IMU Question 4 The thrust \( T \) of a propeller varies jointly as the square of the number \( n \) of revolutions per second and the fourth power of its diameter \( d \). What is the effect on \( T \) if \( n \) is doubled and \( d \) is halved? ( 3 marks)

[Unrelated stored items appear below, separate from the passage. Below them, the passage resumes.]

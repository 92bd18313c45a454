//! Mock LLM 客户端（用于测试与离线运行，无需 API）
//!
//! 按顺序返回预设回复并记录收到的消息；预设用完后返回错误，调用方走各自的降级逻辑。

use std::collections::VecDeque;
use std::sync::Mutex;

use async_trait::async_trait;

use crate::llm::message::Message;
use crate::llm::LlmClient;

#[derive(Debug, Default)]
pub struct MockLlmClient {
    responses: Mutex<VecDeque<Result<String, String>>>,
    requests: Mutex<Vec<Vec<Message>>>,
}

impl MockLlmClient {
    pub fn new() -> Self {
        Self::default()
    }

    /// 预设一组回复，按调用顺序依次返回
    pub fn scripted<I, S>(responses: I) -> Self
    where
        I: IntoIterator<Item = Result<S, S>>,
        S: Into<String>,
    {
        let responses = responses
            .into_iter()
            .map(|r| r.map(Into::into).map_err(Into::into))
            .collect();
        Self {
            responses: Mutex::new(responses),
            requests: Mutex::new(Vec::new()),
        }
    }

    pub fn push_response(&self, response: Result<String, String>) {
        if let Ok(mut queue) = self.responses.lock() {
            queue.push_back(response);
        }
    }

    /// 已收到的请求（每次调用的完整消息列表）
    pub fn requests(&self) -> Vec<Vec<Message>> {
        self.requests
            .lock()
            .map(|r| r.clone())
            .unwrap_or_default()
    }
}

#[async_trait]
impl LlmClient for MockLlmClient {
    async fn complete(&self, messages: &[Message]) -> Result<String, String> {
        if let Ok(mut requests) = self.requests.lock() {
            requests.push(messages.to_vec());
        }
        self.responses
            .lock()
            .map_err(|e| e.to_string())?
            .pop_front()
            .unwrap_or_else(|| Err("mock llm: no scripted response".to_string()))
    }

    fn describe(&self) -> String {
        "mock".to_string()
    }
}
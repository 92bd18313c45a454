//! 外部协作者：接口、处理器注册表，以及 LLM / 进程内实现

pub mod classifier;
pub mod local;
pub mod registry;
pub mod synthesizer;
pub mod traits;

pub use classifier::LlmIntentClassifier;
pub use local::{InMemoryTaskStore, LlmConversationHandler, LocalSchedulePlanner, OfflineToolHandler};
pub use registry::HandlerRegistry;
pub use synthesizer::LlmReplySynthesizer;
pub use traits::{
    ActionContext, ActionHandler, IntentClassifier, ReplySynthesizer, SynthesisRequest,
    TaskInventory,
};
//! AIsiri 智能调度核心
//!
//! 模块划分：
//! - **config**: 应用配置加载（TOML + 环境变量）
//! - **collaborators**: 外部协作者接口与实现（意图分类、任务表、动作处理器、回复合成）
//! - **dispatch**: 多意图路由、分层执行与结果聚合
//! - **llm**: LLM 客户端抽象与实现（OpenAI 兼容 / 通义千问 / Mock）
//! - **observability**: 日志初始化

pub mod collaborators;
pub mod config;
pub mod dispatch;
pub mod llm;
pub mod observability;

pub use dispatch::{DispatchResult, DispatchService};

To solve this problem, we start with the relationship given by the formula for thrust \( T \): \[ T = k \cdot n^2 \cdot d^4 \] where \( k \) is a constant of proportionality. Now, if we double the number of revolutions per second \( n \) (so it becomes \( 2n \)) and halve the diameter \( d \) (so it becomes \( \frac{d}{2} \)), we can substitute these values into the thrust equation: \[ T' = k \cdot (2n)^2 \cdot \left(\frac{d}{2}\right)^4 \] Calculating this gives: \[ T' = k \cdot 4n^2 \cdot \frac{d^4}{16} \] Simplifying this, we have: \[ T' = k \cdot \frac{4}{16} \cdot n^2 \cdot d^4 = k \cdot \frac{1}{4} \cdot n^2 \cdot d^4 \] Thus, we find: \[ T' = \frac{1}{4} T \] This means that if \( n \) is doubled and \( d \) is halved, the thrust \( T' \) becomes one-quarter of the original thrust \( T \). So the effect on thrust is a reduction to just 25% of its original value.